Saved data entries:
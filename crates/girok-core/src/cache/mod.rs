//! Shared cache with domain key helpers and a single-flight lock
//!
//! Every key is prefixed with the service namespace and one of the
//! domain families. TTLs are fixed per data class. `get_or_compute`
//! suppresses thundering herds with a short named lock; token
//! revocation lookups are fail-secure and propagate backend errors so
//! the auth guard treats unknown state as revoked.

pub mod memory;
pub mod redis;

use async_trait::async_trait;
use serde::de::DeserializeOwned;
use serde::Serialize;
use std::future::Future;
use std::sync::Arc;
use std::time::Duration;
use tracing::{debug, warn};
use uuid::Uuid;

use crate::errors::{CoreError, CoreResult};

pub use memory::MemoryCache;
pub use redis::RedisCache;

/// Service-wide key namespace
pub const KEY_PREFIX: &str = "girok";

/// Standard TTLs per data class
pub struct CacheTtl;

impl CacheTtl {
    /// Laws, services
    pub const STATIC_CONFIG: Duration = Duration::from_secs(24 * 60 * 60);
    /// Legal documents
    pub const SEMI_STATIC: Duration = Duration::from_secs(15 * 60);
    /// Accounts, consents
    pub const USER_DATA: Duration = Duration::from_secs(5 * 60);
    /// Session-by-token
    pub const SESSION: Duration = Duration::from_secs(30 * 60);
    /// Per-IP counters
    pub const SHORT_LIVED: Duration = Duration::from_secs(60);
    /// Live metrics
    pub const EPHEMERAL: Duration = Duration::from_secs(10);
    /// Username to account-id lookups
    pub const LOOKUP: Duration = Duration::from_secs(2 * 60 * 60);
}

/// Lifetime of a single-flight lock entry
pub const LOCK_TTL: Duration = Duration::from_secs(5);

/// How long `get_or_compute` waits on a contended lock before assuming
/// the holder died and computing anyway
const LOCK_RETRY_ATTEMPTS: u32 = 50;
const LOCK_RETRY_DELAY: Duration = Duration::from_millis(100);

/// Builders for the namespaced key families
pub struct CacheKeys;

impl CacheKeys {
    pub fn account_id(id: &Uuid) -> String {
        format!("{KEY_PREFIX}:account:id:{id}")
    }

    pub fn account_email(email: &str) -> String {
        format!("{KEY_PREFIX}:account:email:{}", email.to_lowercase())
    }

    pub fn username_lookup(username: &str) -> String {
        format!("{KEY_PREFIX}:account:username:{username}")
    }

    pub fn session_token(session_id: &Uuid) -> String {
        format!("{KEY_PREFIX}:session:token:{session_id}")
    }

    pub fn revoked(jti: &str) -> String {
        format!("{KEY_PREFIX}:revoked:{jti}")
    }

    pub fn permissions(account_id: &Uuid) -> String {
        format!("{KEY_PREFIX}:permissions:{account_id}")
    }

    pub fn mfa_challenge(challenge_id: &str) -> String {
        format!("{KEY_PREFIX}:mfa:challenge:{challenge_id}")
    }

    pub fn law_code(code: &str) -> String {
        format!("{KEY_PREFIX}:law:code:{code}")
    }

    pub fn doc_latest(doc_type: &str, locale: &str) -> String {
        format!("{KEY_PREFIX}:doc:latest:{doc_type}:{locale}")
    }

    pub fn consent_status(account_id: &Uuid, document_id: &Uuid) -> String {
        format!("{KEY_PREFIX}:consent:status:{account_id}:{document_id}")
    }

    pub fn dsr_id(id: &Uuid) -> String {
        format!("{KEY_PREFIX}:dsr:id:{id}")
    }

    pub fn lock(key: &str) -> String {
        format!("{KEY_PREFIX}:lock:{key}")
    }

    /// Every account-scoped key family, for bulk invalidation
    pub fn account_pattern(id: &Uuid) -> String {
        format!("{KEY_PREFIX}:account:id:{id}*")
    }

    /// Every latest-document key for a document type
    pub fn doc_latest_pattern(doc_type: &str) -> String {
        format!("{KEY_PREFIX}:doc:latest:{doc_type}:*")
    }
}

/// Backend-agnostic cache store
#[async_trait]
pub trait CacheStore: Send + Sync {
    async fn get(&self, key: &str) -> CoreResult<Option<String>>;

    async fn set(&self, key: &str, value: &str, ttl: Duration) -> CoreResult<()>;

    async fn delete(&self, key: &str) -> CoreResult<bool>;

    /// Atomic set-if-absent with TTL; returns true when the key was set
    async fn set_nx(&self, key: &str, value: &str, ttl: Duration) -> CoreResult<bool>;

    /// Delete all keys matching a glob pattern, returning the count.
    ///
    /// Backends that cannot enumerate keys in O(matched) return 0 and
    /// log; callers must never block correctness on the result.
    async fn invalidate_pattern(&self, pattern: &str) -> CoreResult<u64>;
}

/// Domain cache built over a [`CacheStore`]
#[derive(Clone)]
pub struct Cache {
    store: Arc<dyn CacheStore>,
}

impl Cache {
    pub fn new(store: Arc<dyn CacheStore>) -> Self {
        Self { store }
    }

    pub fn store(&self) -> &Arc<dyn CacheStore> {
        &self.store
    }

    pub async fn get_json<T: DeserializeOwned>(&self, key: &str) -> CoreResult<Option<T>> {
        match self.store.get(key).await? {
            Some(raw) => {
                let value = serde_json::from_str(&raw)
                    .map_err(|e| CoreError::Serialization(e.to_string()))?;
                Ok(Some(value))
            }
            None => Ok(None),
        }
    }

    pub async fn set_json<T: Serialize>(
        &self,
        key: &str,
        value: &T,
        ttl: Duration,
    ) -> CoreResult<()> {
        let raw = serde_json::to_string(value)?;
        self.store.set(key, &raw, ttl).await
    }

    pub async fn delete(&self, key: &str) -> CoreResult<bool> {
        self.store.delete(key).await
    }

    pub async fn invalidate_pattern(&self, pattern: &str) -> CoreResult<u64> {
        self.store.invalidate_pattern(pattern).await
    }

    /// Read-through with single-flight miss suppression
    ///
    /// On a miss, one caller takes the `lock:<key>` entry and runs the
    /// factory; contenders poll the cache. The lock is released on every
    /// exit path, including factory failure. If the lock holder dies,
    /// waiters fall through after the lock TTL and compute themselves.
    pub async fn get_or_compute<T, F, Fut>(
        &self,
        key: &str,
        ttl: Duration,
        factory: F,
    ) -> CoreResult<T>
    where
        T: Serialize + DeserializeOwned,
        F: FnOnce() -> Fut,
        Fut: Future<Output = CoreResult<T>>,
    {
        if let Some(hit) = self.get_json(key).await? {
            return Ok(hit);
        }

        let lock_key = CacheKeys::lock(key);
        let acquired = self.acquire_lock(&lock_key, key).await?;

        let result = async {
            // Re-read: a contender may have filled the entry while we
            // waited on the lock.
            if let Some(hit) = self.get_json(key).await? {
                return Ok(hit);
            }
            let value = factory().await?;
            self.set_json(key, &value, ttl).await?;
            Ok(value)
        }
        .await;

        if acquired {
            if let Err(e) = self.store.delete(&lock_key).await {
                warn!(key, error = %e, "failed to release cache lock");
            }
        }

        result
    }

    async fn acquire_lock(&self, lock_key: &str, key: &str) -> CoreResult<bool> {
        for _ in 0..LOCK_RETRY_ATTEMPTS {
            if self.store.set_nx(lock_key, "1", LOCK_TTL).await? {
                return Ok(true);
            }
            tokio::time::sleep(LOCK_RETRY_DELAY).await;
            if self.store.get(key).await?.is_some() {
                // Holder finished; the caller's re-read will hit.
                return Ok(false);
            }
        }
        debug!(key, "cache lock wait exhausted, computing without lock");
        Ok(false)
    }

    /// Mark a token ID revoked until its natural expiry
    pub async fn revoke_token(&self, jti: &str, ttl: Duration) -> CoreResult<()> {
        self.store.set(&CacheKeys::revoked(jti), "1", ttl).await
    }

    /// Fail-secure revocation lookup
    ///
    /// Backend errors propagate: the auth guard must treat unknown
    /// revocation state as revoked, never as valid.
    pub async fn is_token_revoked(&self, jti: &str) -> CoreResult<bool> {
        Ok(self.store.get(&CacheKeys::revoked(jti)).await?.is_some())
    }
}

#[cfg(test)]
mod tests {
    use super::*;
    use std::sync::atomic::{AtomicU32, Ordering};

    /// Store double whose every operation fails, for fail-secure tests
    struct FailingStore;

    #[async_trait]
    impl CacheStore for FailingStore {
        async fn get(&self, _key: &str) -> CoreResult<Option<String>> {
            Err(CoreError::cache("backend down"))
        }

        async fn set(&self, _key: &str, _value: &str, _ttl: Duration) -> CoreResult<()> {
            Err(CoreError::cache("backend down"))
        }

        async fn delete(&self, _key: &str) -> CoreResult<bool> {
            Err(CoreError::cache("backend down"))
        }

        async fn set_nx(&self, _key: &str, _value: &str, _ttl: Duration) -> CoreResult<bool> {
            Err(CoreError::cache("backend down"))
        }

        async fn invalidate_pattern(&self, _pattern: &str) -> CoreResult<u64> {
            Err(CoreError::cache("backend down"))
        }
    }

    #[test]
    fn test_key_families() {
        let id = Uuid::nil();
        assert_eq!(
            CacheKeys::account_id(&id),
            "girok:account:id:00000000-0000-0000-0000-000000000000"
        );
        assert_eq!(
            CacheKeys::account_email("Alice@Example.COM"),
            "girok:account:email:alice@example.com"
        );
        assert_eq!(CacheKeys::law_code("GDPR"), "girok:law:code:GDPR");
        assert_eq!(
            CacheKeys::doc_latest("TERMS_OF_SERVICE", "en"),
            "girok:doc:latest:TERMS_OF_SERVICE:en"
        );
        assert_eq!(CacheKeys::lock("a:b"), "girok:lock:a:b");
    }

    #[test]
    fn test_standard_ttls() {
        assert_eq!(CacheTtl::STATIC_CONFIG, Duration::from_secs(86_400));
        assert_eq!(CacheTtl::SEMI_STATIC, Duration::from_secs(900));
        assert_eq!(CacheTtl::USER_DATA, Duration::from_secs(300));
        assert_eq!(CacheTtl::SESSION, Duration::from_secs(1_800));
        assert_eq!(CacheTtl::SHORT_LIVED, Duration::from_secs(60));
        assert_eq!(CacheTtl::EPHEMERAL, Duration::from_secs(10));
        assert_eq!(CacheTtl::LOOKUP, Duration::from_secs(7_200));
    }

    #[tokio::test]
    async fn test_get_or_compute_runs_factory_once_per_miss() {
        let cache = Cache::new(Arc::new(MemoryCache::new()));
        let calls = AtomicU32::new(0);

        let value: String = cache
            .get_or_compute("girok:test:key", CacheTtl::USER_DATA, || async {
                calls.fetch_add(1, Ordering::SeqCst);
                Ok("computed".to_string())
            })
            .await
            .unwrap();
        assert_eq!(value, "computed");
        assert_eq!(calls.load(Ordering::SeqCst), 1);

        // Second call hits the cache and never reaches the factory
        let value: String = cache
            .get_or_compute("girok:test:key", CacheTtl::USER_DATA, || async {
                calls.fetch_add(1, Ordering::SeqCst);
                Ok("recomputed".to_string())
            })
            .await
            .unwrap();
        assert_eq!(value, "computed");
        assert_eq!(calls.load(Ordering::SeqCst), 1);
    }

    #[tokio::test]
    async fn test_get_or_compute_releases_lock_on_factory_error() {
        let cache = Cache::new(Arc::new(MemoryCache::new()));

        let failed: CoreResult<String> = cache
            .get_or_compute("girok:test:fail", CacheTtl::USER_DATA, || async {
                Err(CoreError::internal("factory exploded"))
            })
            .await;
        assert!(failed.is_err());

        // Lock must be gone: a retry computes immediately
        let value: String = cache
            .get_or_compute("girok:test:fail", CacheTtl::USER_DATA, || async {
                Ok("second try".to_string())
            })
            .await
            .unwrap();
        assert_eq!(value, "second try");
    }

    #[tokio::test]
    async fn test_token_revocation_roundtrip() {
        let cache = Cache::new(Arc::new(MemoryCache::new()));

        assert!(!cache.is_token_revoked("jti-1").await.unwrap());
        cache
            .revoke_token("jti-1", Duration::from_secs(60))
            .await
            .unwrap();
        assert!(cache.is_token_revoked("jti-1").await.unwrap());
    }

    #[tokio::test]
    async fn test_revocation_is_fail_secure() {
        let cache = Cache::new(Arc::new(FailingStore));

        // Never a silent `false`: the error reaches the caller, which
        // must treat it as revoked.
        assert!(cache.is_token_revoked("jti-1").await.is_err());
    }
}
//! Repository layer
//!
//! One repository per aggregate plus the transactional outbox. Methods
//! that must commit together with other writes take a
//! `&impl ConnectionTrait` so callers can pass their open transaction.

pub mod account;
pub mod consent;
pub mod credential;
pub mod dsr;
pub mod law;
pub mod legal_document;
pub mod login_attempt;
pub mod mfa_secret;
pub mod outbox;
pub mod sanction;
pub mod session;

pub use account::AccountRepository;
pub use consent::ConsentRepository;
pub use credential::CredentialRepository;
pub use dsr::{DsrFilter, DsrRepository, DsrStatistics};
pub use law::LawRepository;
pub use legal_document::LegalDocumentRepository;
pub use login_attempt::LoginAttemptRepository;
pub use mfa_secret::MfaSecretRepository;
pub use outbox::{NewOutboxEvent, OutboxRepository};
pub use sanction::{SanctionFilter, SanctionRepository};
pub use session::SessionRepository;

» **Exercise aim**
The records above should be printed exactly, please, from the first line through the line containing "pub use memory::MemoryCache;", with both ends kept and nothing past it.

» **The completed task**
filename crates/girok-core/src/cache/mod.rs
//! Shared cache with domain key helpers and a single-flight lock
//!
//! Every key is prefixed with the service namespace and one of the
//! domain families. TTLs are fixed per data class. `get_or_compute`
//! suppresses thundering herds with a short named lock; token
//! revocation lookups are fail-secure and propagate backend errors so
//! the auth guard treats unknown state as revoked.

pub mod memory;
pub mod redis;

use async_trait::async_trait;
use serde::de::DeserializeOwned;
use serde::Serialize;
use std::future::Future;
use std::sync::Arc;
use std::time::Duration;
use tracing::{debug, warn};
use uuid::Uuid;

use crate::errors::{CoreError, CoreResult};

pub use memory::MemoryCache;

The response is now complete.